Muri e buone maniere
In questo senso, la storia d’amore in cui Cairo e Grace si trovano invischiati, quasi loro malgrado, sembra riprendere il canovaccio della passione impossibile tra individui di diverse classi sociali, tipica del mondo lawrenciano. Ma Cairo non è il guardiacaccia animalesco che seduce la lady con la sua primitiva sensualità, né Grace la gentildonna disposta a «perdersi» nella provincia più oscura per amore di un uomo dal cupo fascino animale.
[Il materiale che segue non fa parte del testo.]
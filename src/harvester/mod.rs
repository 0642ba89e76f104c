//! Harvester module for fetching catalog items
//!
//! This module contains the core harvesting engine:
//! - Rate limiting and concurrency capping shared by every request
//! - The retrying HTTP fetcher
//! - HTML extraction of metadata, image links and the newest identifier
//! - The two-phase image-set downloader
//! - Per-item scraping and batch orchestration
//! - Catalog extent discovery

pub mod batch;
mod extent;
mod fetcher;
mod gate;
mod images;
mod item;
mod parser;
mod rate_limiter;
mod session;
mod user_agents;

pub use batch::{known_total, BatchOrchestrator, BatchProgress, ScrapeItem};
pub use extent::CatalogExtentFinder;
pub use fetcher::{
    build_http_client, retry_delay, FetchOutcome, RetryingFetcher, MAX_RETRY_DELAY,
};
pub use gate::{ConcurrencyGate, GatePermit};
pub use images::{DownloadTally, ImageSetDownloader, GAMBLE_FAILURE_LIMIT};
pub use item::{ItemOutcome, ItemScraper};
pub use parser::{parse_highest_id, parse_image_link, parse_tags};
pub use rate_limiter::{RateLimiter, MAX_INTERVAL};
pub use session::Harvester;
pub use user_agents::{load_user_agents, UserAgentPool};
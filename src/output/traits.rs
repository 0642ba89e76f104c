//! Result sink interface
//!
//! A result sink receives the outcome of every finished item, in the order
//! items finish. Implementations must be thread-safe.

use crate::harvester::ItemOutcome;

/// Receives one completed item's outcome
pub trait ResultSink: Send + Sync {
    /// Handles the outcome of one finished item
    ///
    /// Called exactly once per item, in completion order.
    fn on_item(&self, outcome: &ItemOutcome);
}

/// Sink that ignores every outcome
#[derive(Debug, Clone, Copy, Default)]
pub struct NoopSink;

impl ResultSink for NoopSink {
    fn on_item(&self, _outcome: &ItemOutcome) {}
}

/// Adapts a closure into a [`ResultSink`]
///
/// # Example
///
/// ```
/// use kura_harvest::output::{FnSink, ResultSink};
/// use kura_harvest::ItemOutcome;
/// use std::path::PathBuf;
///
/// let sink = FnSink::new(|outcome: &ItemOutcome| {
///     if let Some(dir) = outcome.dir() {
///         println!("Downloaded to: {}", dir.display());
///     }
/// });
/// sink.on_item(&ItemOutcome::Skipped { id: 1, dir: PathBuf::from("1") });
/// ```
#[derive(Debug, Clone)]
pub struct FnSink<F> {
    callback: F,
}

impl<F> FnSink<F>
where
    F: Fn(&ItemOutcome) + Send + Sync,
{
    pub fn new(callback: F) -> Self {
        Self { callback }
    }
}

impl<F> ResultSink for FnSink<F>
where
    F: Fn(&ItemOutcome) + Send + Sync,
{
    fn on_item(&self, outcome: &ItemOutcome) {
        (self.callback)(outcome)
    }
}
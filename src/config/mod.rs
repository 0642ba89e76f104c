//! Configuration module for Kura-Harvest
//!
//! This module handles loading, parsing, normalizing and validating TOML
//! configuration files.
//!
//! # Example
//!
//! ```no_run
//! use kura_harvest::config::load_config;
//! use std::path::Path;
//!
//! let config = load_config(Path::new("harvest.toml")).unwrap();
//! println!("Items are saved under: {}", config.harvester.save_dir);
//! ```

mod parser;
mod types;
mod validation;

// Re-export types
pub use types::{
    CatalogConfig, Config, HarvesterConfig, UserAgentConfig, DEFAULT_MAX_CONCURRENT_REQUESTS,
    DEFAULT_RETRIES, DEFAULT_TIMEOUT_SECS, DEFAULT_USER_AGENT, FALLBACK_MAX_CONCURRENT_REQUESTS,
    FALLBACK_TIMEOUT_SECS, MIN_REQUESTS_PER_SECOND,
};

// Re-export parser functions
pub use parser::{compute_config_hash, load_config, load_config_with_hash, parse_config};
pub use validation::normalize;
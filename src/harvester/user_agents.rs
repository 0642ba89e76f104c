//! User-agent source
//!
//! Loads a line-oriented list of user agents and hands out a random entry
//! per request, falling back to a single fixed string when the list is
//! missing or empty.

use crate::config::{UserAgentConfig, DEFAULT_USER_AGENT};
use rand::seq::IndexedRandom;
use std::path::Path;

/// Pool of user agents to pick from
#[derive(Debug, Clone)]
pub struct UserAgentPool {
    agents: Vec<String>,
    fallback: String,
}

impl UserAgentPool {
    /// Creates a pool from an in-memory list
    pub fn new(agents: Vec<String>, fallback: impl Into<String>) -> Self {
        let agents = agents
            .into_iter()
            .filter_map(|agent| clean_line(&agent))
            .collect();

        Self {
            agents,
            fallback: fallback.into(),
        }
    }

    /// Creates a pool that always yields `agent`
    pub fn single(agent: impl Into<String>) -> Self {
        Self::new(Vec::new(), agent)
    }

    /// Loads the pool described by the `[user-agent]` section
    ///
    /// A missing or unreadable list is logged and leaves only the fallback.
    pub fn from_config(config: &UserAgentConfig) -> Self {
        let agents = match config.list_path.as_deref() {
            Some(path) => load_user_agents(Path::new(path)).unwrap_or_else(|e| {
                tracing::warn!("Failed to load user agents file {}: {}", path, e);
                Vec::new()
            }),
            None => Vec::new(),
        };

        if agents.is_empty() {
            tracing::info!("No user agent list loaded; using the fallback user agent");
        } else {
            tracing::info!("Loaded {} user agents", agents.len());
        }

        Self::new(agents, config.fallback.clone())
    }

    /// Picks a user agent for one request
    pub fn pick(&self) -> &str {
        self.agents
            .choose(&mut rand::rng())
            .map(String::as_str)
            .unwrap_or(&self.fallback)
    }

    /// Number of listed agents, not counting the fallback
    pub fn len(&self) -> usize {
        self.agents.len()
    }

    pub fn is_empty(&self) -> bool {
        self.agents.is_empty()
    }
}

impl Default for UserAgentPool {
    fn default() -> Self {
        Self::single(DEFAULT_USER_AGENT)
    }
}

/// Reads one user agent per line
///
/// A leading byte-order mark is ignored, non-ASCII characters are dropped
/// and blank lines skipped.
pub fn load_user_agents(path: &Path) -> std::io::Result<Vec<String>> {
    let content = std::fs::read_to_string(path)?;
    let content = content.strip_prefix('\u{feff}').unwrap_or(&content);
    Ok(content.lines().filter_map(clean_line).collect())
}

fn clean_line(line: &str) -> Option<String> {
    let ascii: String = line.chars().filter(char::is_ascii).collect();
    let trimmed = ascii.trim();
    (!trimmed.is_empty()).then(|| trimmed.to_string())
}
//! Process-wide minimum-interval request gate
//!
//! Every outgoing request, retries included, passes through one shared
//! [`RateLimiter`]. Permits are granted one at a time and never closer
//! together than `1 / max_rate` seconds; there is no burst allowance.

use std::time::Duration;
use tokio::sync::Mutex;
use tokio::time::Instant;

/// Longest gap the limiter enforces between two permits
pub const MAX_INTERVAL: Duration = Duration::from_secs(3600);

/// Strict minimum-interval rate limiter
#[derive(Debug)]
pub struct RateLimiter {
    /// Minimum gap between two permits; `None` disables limiting
    interval: Option<Duration>,

    /// When the last permit was granted
    last_permit: Mutex<Option<Instant>>,
}

impl RateLimiter {
    /// Creates a limiter allowing at most `max_per_second` permits per second
    ///
    /// `None`, zero, negative and non-finite rates disable limiting. Rates
    /// slower than one permit per [`MAX_INTERVAL`] are capped at it.
    pub fn new(max_per_second: Option<f64>) -> Self {
        let interval = max_per_second
            .filter(|rate| rate.is_finite() && *rate > 0.0)
            .map(|rate| {
                Duration::try_from_secs_f64(1.0 / rate)
                    .map_or(MAX_INTERVAL, |interval| interval.min(MAX_INTERVAL))
            });

        match interval {
            Some(interval) => tracing::info!(
                "Rate limiter enabled: at most one request every {:?}",
                interval
            ),
            None => tracing::info!("Rate limiter disabled: unlimited requests per second"),
        }

        Self {
            interval,
            last_permit: Mutex::new(None),
        }
    }

    /// Creates a limiter that never waits
    pub fn disabled() -> Self {
        Self {
            interval: None,
            last_permit: Mutex::new(None),
        }
    }

    /// Minimum gap between permits, if limiting is enabled
    pub fn interval(&self) -> Option<Duration> {
        self.interval
    }

    pub fn is_enabled(&self) -> bool {
        self.interval.is_some()
    }

    /// Waits until a permit may be granted, then records it
    ///
    /// Callers queue on the internal lock in arrival order; each pays
    /// whatever is left of the interval since the previous grant. Returns
    /// immediately when limiting is disabled.
    pub async fn acquire(&self) {
        let Some(interval) = self.interval else {
            return;
        };

        let mut last_permit = self.last_permit.lock().await;

        if let Some(previous) = *last_permit {
            let elapsed = previous.elapsed();
            if elapsed < interval {
                tokio::time::sleep(interval - elapsed).await;
            }
        }

        *last_permit = Some(Instant::now());
    }
}
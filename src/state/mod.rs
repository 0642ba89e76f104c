//! State module for tracking per-item harvest progress
//!
//! # Components
//!
//! - `ItemState`: the states one item passes through while it is scraped
//! - `ItemProgress`: enforces the strictly sequential order of those states

mod item_state;

// Re-export main types
pub use item_state::{ItemProgress, ItemState};
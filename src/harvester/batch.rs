//! Batch orchestration
//!
//! Drives many item scrapes in fixed-size batches. Items of one batch run
//! concurrently and are reported in completion order; a randomized pause
//! separates consecutive batches. One item failing, or panicking, never
//! affects the others.

use crate::config::HarvesterConfig;
use crate::harvester::item::ItemOutcome;
use crate::output::ResultSink;
use crate::state::ItemState;
use futures::stream::{FuturesUnordered, StreamExt};
use futures::FutureExt;
use rand::Rng;
use std::any::Any;
use std::future::Future;
use std::panic::AssertUnwindSafe;
use std::time::Duration;
use tracing::{Instrument, Span};

/// Something that can scrape one item by identifier
pub trait ScrapeItem: Sync {
    fn scrape(&self, id: u64) -> impl Future<Output = ItemOutcome> + Send;
}

/// Progress of one orchestrated run
#[derive(Debug, Clone, Copy, Default, PartialEq, Eq)]
pub struct BatchProgress {
    /// Items finished so far, whatever their outcome
    pub completed: u64,

    /// Number of items, when the identifier source knows it
    pub total: Option<u64>,

    /// Batches finished so far
    pub batch: u64,
}

impl BatchProgress {
    /// Completion percentage, when the total is known
    pub fn percent(&self) -> Option<f64> {
        match self.total {
            Some(0) => Some(100.0),
            Some(total) => Some(self.completed as f64 / total as f64 * 100.0),
            None => None,
        }
    }
}

/// Number of identifiers an iterator will yield, if it says so exactly
pub fn known_total<I: Iterator>(ids: &I) -> Option<u64> {
    match ids.size_hint() {
        (lower, Some(upper)) if lower == upper => u64::try_from(lower).ok(),
        _ => None,
    }
}

/// Runs item scrapes batch by batch
#[derive(Debug, Clone)]
pub struct BatchOrchestrator {
    batch_size: usize,
    pause_min: Duration,
    pause_max: Duration,
    span: Span,
}

impl BatchOrchestrator {
    /// Creates an orchestrator
    ///
    /// # Arguments
    ///
    /// * `batch_size` - Items per batch (at least one)
    /// * `pause_min` / `pause_max` - Bounds of the random pause between batches
    /// * `span` - Span all batch logs are recorded under
    pub fn new(batch_size: usize, pause_min: Duration, pause_max: Duration, span: Span) -> Self {
        Self {
            batch_size: batch_size.max(1),
            pause_min,
            pause_max: pause_max.max(pause_min),
            span,
        }
    }

    /// Creates an orchestrator from the `[harvester]` configuration section
    pub fn from_config(config: &HarvesterConfig, span: Span) -> Self {
        Self::new(
            config.effective_batch_size(),
            Duration::from_millis(config.batch_pause_min_ms),
            Duration::from_millis(config.batch_pause_max_ms),
            span,
        )
    }

    pub fn batch_size(&self) -> usize {
        self.batch_size
    }

    /// Scrapes every identifier of `ids`
    ///
    /// The identifier source may be unbounded; it is consumed one batch at a
    /// time. `sink` sees every item exactly once, in completion order.
    ///
    /// # Returns
    ///
    /// The final progress counters.
    pub async fn scrape_many<S, I>(&self, scraper: &S, ids: I, sink: &dyn ResultSink) -> BatchProgress
    where
        S: ScrapeItem,
        I: IntoIterator<Item = u64>,
    {
        let ids = ids.into_iter();
        let total = known_total(&ids);

        self.run(scraper, ids, total, sink)
            .instrument(self.span.clone())
            .await
    }

    async fn run<S, I>(
        &self,
        scraper: &S,
        mut ids: I,
        total: Option<u64>,
        sink: &dyn ResultSink,
    ) -> BatchProgress
    where
        S: ScrapeItem,
        I: Iterator<Item = u64>,
    {
        let mut progress = BatchProgress {
            completed: 0,
            total,
            batch: 0,
        };

        loop {
            let batch: Vec<u64> = ids.by_ref().take(self.batch_size).collect();
            if batch.is_empty() {
                break;
            }

            if progress.batch > 0 {
                let pause = self.pause_duration();
                tracing::debug!("Pausing {:?} before batch #{}", pause, progress.batch + 1);
                tokio::time::sleep(pause).await;
            }

            let mut running: FuturesUnordered<_> = batch
                .into_iter()
                .map(|id| {
                    AssertUnwindSafe(scraper.scrape(id))
                        .catch_unwind()
                        .map(move |result| {
                            result.unwrap_or_else(|panic| {
                                let reason = panic_message(&*panic);
                                tracing::error!("Task for item #{} failed: {}", id, reason);
                                ItemOutcome::Failed {
                                    id,
                                    state: ItemState::Start,
                                    reason,
                                }
                            })
                        })
                })
                .collect();

            while let Some(outcome) = running.next().await {
                progress.completed += 1;
                match (progress.total, progress.percent()) {
                    (Some(total), Some(percent)) => tracing::info!(
                        "Progress: {}/{} ({:.1}%)",
                        progress.completed,
                        total,
                        percent
                    ),
                    _ => tracing::info!("Progress: {} items", progress.completed),
                }
                sink.on_item(&outcome);
            }

            progress.batch += 1;
            tracing::debug!("Processed batch #{}", progress.batch);
        }

        progress
    }

    fn pause_duration(&self) -> Duration {
        if self.pause_max <= self.pause_min {
            return self.pause_min;
        }
        rand::rng().random_range(self.pause_min..=self.pause_max)
    }
}

fn panic_message(panic: &(dyn Any + Send)) -> String {
    panic
        .downcast_ref::<&str>()
        .map(|message| message.to_string())
        .or_else(|| panic.downcast_ref::<String>().cloned())
        .unwrap_or_else(|| "panicked".to_string())
}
E il finale della loro storia, un autentico pugno nello stomaco del lettore, sta tristemente a significare l’impossibilità di creare un «ponte» tra i loro mondi.
Il taglio non è il fictional bridge commissionato dalla Pereine Press: è, invece, l’amara constatazione che, come dice Cairo, il resto del paese si vergogna della sua provincia. «In un modo o nell’altro, vorreste che noi scomparissimo», conclude. «Andrà a finire che sorgeranno campi, che si costruiranno muri … e non sarà la mia gente a farlo, Grace, sarà la tua. Sta già succedendo, con le buone maniere che usate voi».